# STAC to `zarr`: How to access information

### Introduction

In this tutorial we will demonstrate how to discover, access, and analyse Earth Observation data using the [EOPF Sentinel Zarr Sample Service STAC Catalog](https://stac.browser.user.eopf.eodc.eu/?.language=en) and EOPF `zarr` datasets. 
We will show a step on step guide perfect for beginners in Earth observation data processing.

### What we will learn

- ☁️ How to open cloud-optimised datasets through EOPF STAC Catalog
- 🏗️ Understand EOPF Zarr organisation with visualisations
- 🔎 Common techniques for examining datasets
- 📊 Perform simple data analysis examples

### Prerequisites

This tutorial requires the `xarray-eopf` extension for data manipulation. To find out more about the library, access the [documentation](https://eopf-sample-service.github.io/xarray-eopf/).

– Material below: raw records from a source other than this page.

/// Build the Conference Create Response around the `SC_*` blocks.
pub fn write_server_data(
    requested_protocols: u32,
    channel_ids: &[u16],
    security: &ServerSecurity<'_>,
) -> Result<Vec<u8>> {
    let mut blocks = WireBuffer::with_capacity(512);
    write_server_core(&mut blocks, requested_protocols);
    write_server_network(&mut blocks, channel_ids);
    write_server_security(&mut blocks, security)?;
    let blocks = blocks.as_slice();

    let connect_len = CCR_RESPONSE_HEADER.len() + 4 + per::length_size(blocks.len()) + blocks.len();
    let mut s = WireBuffer::with_capacity(connect_len + 16);
    s.write_bytes(&T124_OBJECT_ID);
    per::write_length(&mut s, connect_len)?;
    s.write_bytes(&CCR_RESPONSE_HEADER);
    s.write_bytes(H221_SERVER_KEY);
    per::write_length(&mut s, blocks.len())?;
    s.write_bytes(blocks);
    Ok(s.as_slice().to_vec())
}

fn write_server_core(s: &mut WireBuffer, requested_protocols: u32) {
    s.write_u16_le(SC_CORE);
    s.write_u16_le(12);
    s.write_u32_le(SERVER_RDP_VERSION);
    s.write_u32_le(requested_protocols);
}

fn write_server_network(s: &mut WireBuffer, channel_ids: &[u16]) {
    let pad = channel_ids.len() % 2 == 1;
    s.write_u16_le(SC_NET);
    s.write_u16_le((8 + 2 * channel_ids.len() + if pad { 2 } else { 0 }) as u16);
    s.write_u16_le(GLOBAL_CHANNEL_ID);
    s.write_u16_le(channel_ids.len() as u16);
    for id in channel_ids {
        s.write_u16_le(*id);
    }
    if pad {
        s.write_u16_le(0);
    }
}

fn write_server_security(s: &mut WireBuffer, sec: &ServerSecurity<'_>) -> Result<()> {
    s.write_u16_le(SC_SECURITY);
    let Some((random, keys)) = sec.random_and_keys.filter(|_| sec.method != EncryptionMethod::NONE)
    else {
        s.write_u16_le(12);
        s.write_u32_le(0);
        s.write_u32_le(0);
        return Ok(());
    };
    let cert_len = certificate_len(keys.key_len());
    s.write_u16_le((4 + 16 + 32 + cert_len) as u16);
    s.write_u32_le(sec.method.bits());
    s.write_u32_le(sec.level as u32);
    s.write_u32_le(32);
    s.write_u32_le(cert_len as u32);
    s.write_bytes(random);
    write_proprietary_certificate(s, keys)
}

/// `RSA_PUBLIC_KEY`: magic, keylen, bitlen, datalen, exponent, modulus
/// and 8 bytes of zero padding.
fn public_key_blob_len(key_len: usize) -> usize {
    20 + key_len + 8
}

/// `PROPRIETARYSERVERCERTIFICATE` for a modulus of `key_len` bytes.
fn certificate_len(key_len: usize) -> usize {
    12 + 4 + public_key_blob_len(key_len) + 4 + SIGNATURE_BLOB_LEN
}

fn write_proprietary_certificate(s: &mut WireBuffer, keys: &ServerKeys) -> Result<()> {
    let key_len = keys.key_len();
    if !RSA_KEY_LENS.contains(&key_len) || keys.public_exponent.len() != 4 {
        return Err(RdpError::CryptoFailure("server key has unexpected size"));
    }
    // dwVersion, dwSigAlgId, dwKeyAlgId
    s.write_u32_le(1);
    s.write_u32_le(1);
    s.write_u32_le(1);
    s.write_u16_le(BB_RSA_KEY_BLOB);
    s.write_u16_le(public_key_blob_len(key_len) as u16);
    s.write_u32_le(RSA_MAGIC);
    s.write_u32_le((key_len + 8) as u32);
    s.write_u32_le((key_len * 8) as u32);
    s.write_u32_le((key_len - 1) as u32);
    s.write_bytes(&keys.public_exponent);
    s.write_bytes(&keys.modulus);
    s.write_zeros(8);
    s.write_u16_le(BB_RSA_SIGNATURE_BLOB);
    s.write_u16_le(SIGNATURE_BLOB_LEN as u16);
    s.write_bytes(&keys.signature_or_zero());
    s.write_zeros(8);
    Ok(())
}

The [EOPF Sentinel Zarr API connection tutorial](03_eopf_stac_conection.ipynb) tutorial gives an introduction to the workflow for accessing the STAC collection we are interested in.

<hr>

#### Import libraries

In [1]:
import requests
import numpy as np
import matplotlib.pyplot as plt
from typing import List, Optional, cast
from pystac import Collection, MediaType
from pystac_client import Client, CollectionClient
from datetime import datetime
import xarray as xr

# xr.set_options(display_expand_attrs=False)

#### Helper functions

##### `list_found_elements`
As we are expecting to visualise several elements that will be stored in lists, we define a function that will allow us retrieve item `id`'s and collections `id`'s for further retrieval.

In [2]:
def list_found_elements(search_result):
    id = []
    coll = []
    for item in search_result.items(): #retrieves the result inside the catalogue.
        id.append(item.id)
        coll.append(item.collection_id)
    return id , coll

## Establish the connection

Our first step is to create our connection to interact with the EOPF STAC Catalog.<br>
This involves defining the starting point for the data we wish to retrieve.<br>

The API's base URL is available through the 🔗**Source** ([click here](https://stac.core.eopf.eodc.eu/)), which can be found in the **API & URL** tab of the [EOPF Sentinel Zarr Sample Service STAC Catalog](https://stac.browser.user.eopf.eodc.eu/?.language=en).

![EOPF API url for connection](img/api_connection.png)

Through `Client.open()` function, we can create the access to the starting point of the Catalogue by providing the specific url.

In [3]:
max_description_length = 100

eopf_stac_api_root_endpoint = "https://stac.core.eopf.eodc.eu/" #root starting point
eopf_catalog = Client.open(url=eopf_stac_api_root_endpoint)

Rectifying the catalog we have just accessed:

In [4]:
print(
    "Connected to Catalog {id}: {description}".format(
        id=eopf_catalog.id,
        description=eopf_catalog.description
        if len(eopf_catalog.description) <= max_description_length
        else eopf_catalog.description[: max_description_length - 3] + "...",
    )
)

## Accessing Items of interest

For this tutorial, we will focus on the Sentinel-2 L2A Collection. The EOPF STAC Catalog corresponding id is: `sentinel-2-l2a`.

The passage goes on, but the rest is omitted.